## Stored items from a collection
══════

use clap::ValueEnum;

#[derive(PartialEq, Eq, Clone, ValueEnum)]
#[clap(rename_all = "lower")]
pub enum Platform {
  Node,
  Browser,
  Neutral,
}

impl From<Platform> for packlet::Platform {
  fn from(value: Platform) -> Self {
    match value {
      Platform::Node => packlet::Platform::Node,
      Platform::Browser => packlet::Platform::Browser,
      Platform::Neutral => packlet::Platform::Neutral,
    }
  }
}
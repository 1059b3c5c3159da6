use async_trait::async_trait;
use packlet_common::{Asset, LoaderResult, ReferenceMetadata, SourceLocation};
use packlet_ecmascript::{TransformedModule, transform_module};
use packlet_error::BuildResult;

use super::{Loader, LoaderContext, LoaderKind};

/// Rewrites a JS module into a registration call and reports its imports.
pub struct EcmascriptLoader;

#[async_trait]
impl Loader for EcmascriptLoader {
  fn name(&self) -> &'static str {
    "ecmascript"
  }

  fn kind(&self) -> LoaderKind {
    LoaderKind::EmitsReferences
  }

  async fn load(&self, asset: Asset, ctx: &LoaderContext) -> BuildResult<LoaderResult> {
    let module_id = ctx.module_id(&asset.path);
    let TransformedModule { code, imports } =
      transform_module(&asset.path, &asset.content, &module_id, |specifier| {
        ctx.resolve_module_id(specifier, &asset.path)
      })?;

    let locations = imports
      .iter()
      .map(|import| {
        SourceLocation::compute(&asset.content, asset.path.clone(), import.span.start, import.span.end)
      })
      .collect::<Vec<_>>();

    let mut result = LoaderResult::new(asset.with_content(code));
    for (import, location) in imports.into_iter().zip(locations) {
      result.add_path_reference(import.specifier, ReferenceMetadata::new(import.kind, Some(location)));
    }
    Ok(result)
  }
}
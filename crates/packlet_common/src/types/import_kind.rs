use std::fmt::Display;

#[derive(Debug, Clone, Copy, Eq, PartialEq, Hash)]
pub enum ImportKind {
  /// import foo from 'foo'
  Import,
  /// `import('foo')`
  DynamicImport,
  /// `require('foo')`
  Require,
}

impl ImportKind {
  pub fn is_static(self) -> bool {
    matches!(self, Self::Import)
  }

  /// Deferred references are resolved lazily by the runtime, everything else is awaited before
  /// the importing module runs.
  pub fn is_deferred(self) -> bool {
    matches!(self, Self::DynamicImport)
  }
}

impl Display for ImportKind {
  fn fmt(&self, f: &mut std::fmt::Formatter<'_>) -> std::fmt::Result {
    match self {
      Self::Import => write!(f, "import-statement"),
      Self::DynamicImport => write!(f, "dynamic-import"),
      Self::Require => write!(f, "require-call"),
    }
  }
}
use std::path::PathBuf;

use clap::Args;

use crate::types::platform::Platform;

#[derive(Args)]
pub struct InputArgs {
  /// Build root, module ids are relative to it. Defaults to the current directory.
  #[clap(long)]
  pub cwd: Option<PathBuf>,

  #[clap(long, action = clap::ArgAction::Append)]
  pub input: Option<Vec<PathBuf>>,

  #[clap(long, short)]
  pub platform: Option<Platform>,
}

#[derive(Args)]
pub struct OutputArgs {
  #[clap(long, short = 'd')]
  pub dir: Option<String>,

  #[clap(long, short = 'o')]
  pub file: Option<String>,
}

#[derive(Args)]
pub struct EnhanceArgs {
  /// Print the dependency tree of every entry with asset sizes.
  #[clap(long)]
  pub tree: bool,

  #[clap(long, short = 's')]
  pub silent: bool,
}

══════

## WHAT THIS TASK INVOLVES
The records above are to be given again in full, word for word.

## THE COMPLETED TASK
use clap::ValueEnum;

#[derive(PartialEq, Eq, Clone, ValueEnum)]
#[clap(rename_all = "lower")]
pub enum Platform {
  Node,
  Browser,
  Neutral,
}

impl From<Platform> for packlet::Platform {
  fn from(value: Platform) -> Self {
    match value {
      Platform::Node => packlet::Platform::Node,
      Platform::Browser => packlet::Platform::Browser,
      Platform::Neutral => packlet::Platform::Neutral,
    }
  }
}
repository 1059b3c5c3159da6
use async_trait::async_trait;
use packlet_common::{Asset, LoaderResult, ReferenceMetadata, SourceLocation};
use packlet_ecmascript::{TransformedModule, transform_module};
use packlet_error::BuildResult;

use super::{Loader, LoaderContext, LoaderKind};

/// Rewrites a JS module into a registration call and reports its imports.
pub struct EcmascriptLoader;

#[async_trait]
impl Loader for EcmascriptLoader {
  fn name(&self) -> &'static str {
    "ecmascript"
  }

  fn kind(&self) -> LoaderKind {
    LoaderKind::EmitsReferences
  }

  async fn load(&self, asset: Asset, ctx: &LoaderContext) -> BuildResult<LoaderResult> {
    let module_id = ctx.module_id(&asset.path);
    let TransformedModule { code, imports } =
      transform_module(&asset.path, &asset.content, &module_id, |specifier| {
        ctx.resolve_module_id(specifier, &asset.path)
      })?;

    let locations = imports
      .iter()
      .map(|import| {
        SourceLocation::compute(&asset.content, asset.path.clone(), import.span.start, import.span.end)
      })
      .collect::<Vec<_>>();

    let mut result = LoaderResult::new(asset.with_content(code));
    for (import, location) in imports.into_iter().zip(locations) {
      result.add_path_reference(import.specifier, ReferenceMetadata::new(import.kind, Some(location)));
    }
    Ok(result)
  }
}
filename crates/packlet_common/src/types/import_kind.rs
use std::fmt::Display;

#[derive(Debug, Clone, Copy, Eq, PartialEq, Hash)]
pub enum ImportKind {
  /// import foo from 'foo'
  Import,
  /// `import('foo')`
  DynamicImport,
  /// `require('foo')`
  Require,
}

impl ImportKind {
  pub fn is_static(self) -> bool {
    matches!(self, Self::Import)
  }

  /// Deferred references are resolved lazily by the runtime, everything else is awaited before
  /// the importing module runs.
  pub fn is_deferred(self) -> bool {
    matches!(self, Self::DynamicImport)
  }
}

impl Display for ImportKind {
  fn fmt(&self, f: &mut std::fmt::Formatter<'_>) -> std::fmt::Result {
    match self {
      Self::Import => write!(f, "import-statement"),
      Self::DynamicImport => write!(f, "dynamic-import"),
      Self::Require => write!(f, "require-call"),
    }
  }
}
use std::path::PathBuf;

use clap::Args;

use crate::types::platform::Platform;

#[derive(Args)]
pub struct InputArgs {
  /// Build root, module ids are relative to it. Defaults to the current directory.
  #[clap(long)]
  pub cwd: Option<PathBuf>,

  #[clap(long, action = clap::ArgAction::Append)]
  pub input: Option<Vec<PathBuf>>,

  #[clap(long, short)]
  pub platform: Option<Platform>,
}

#[derive(Args)]
pub struct OutputArgs {
  #[clap(long, short = 'd')]
  pub dir: Option<String>,

  #[clap(long, short = 'o')]
  pub file: Option<String>,
}

#[derive(Args)]
pub struct EnhanceArgs {
  /// Print the dependency tree of every entry with asset sizes.
  #[clap(long)]
  pub tree: bool,

  #[clap(long, short = 's')]
  pub silent: bool,
}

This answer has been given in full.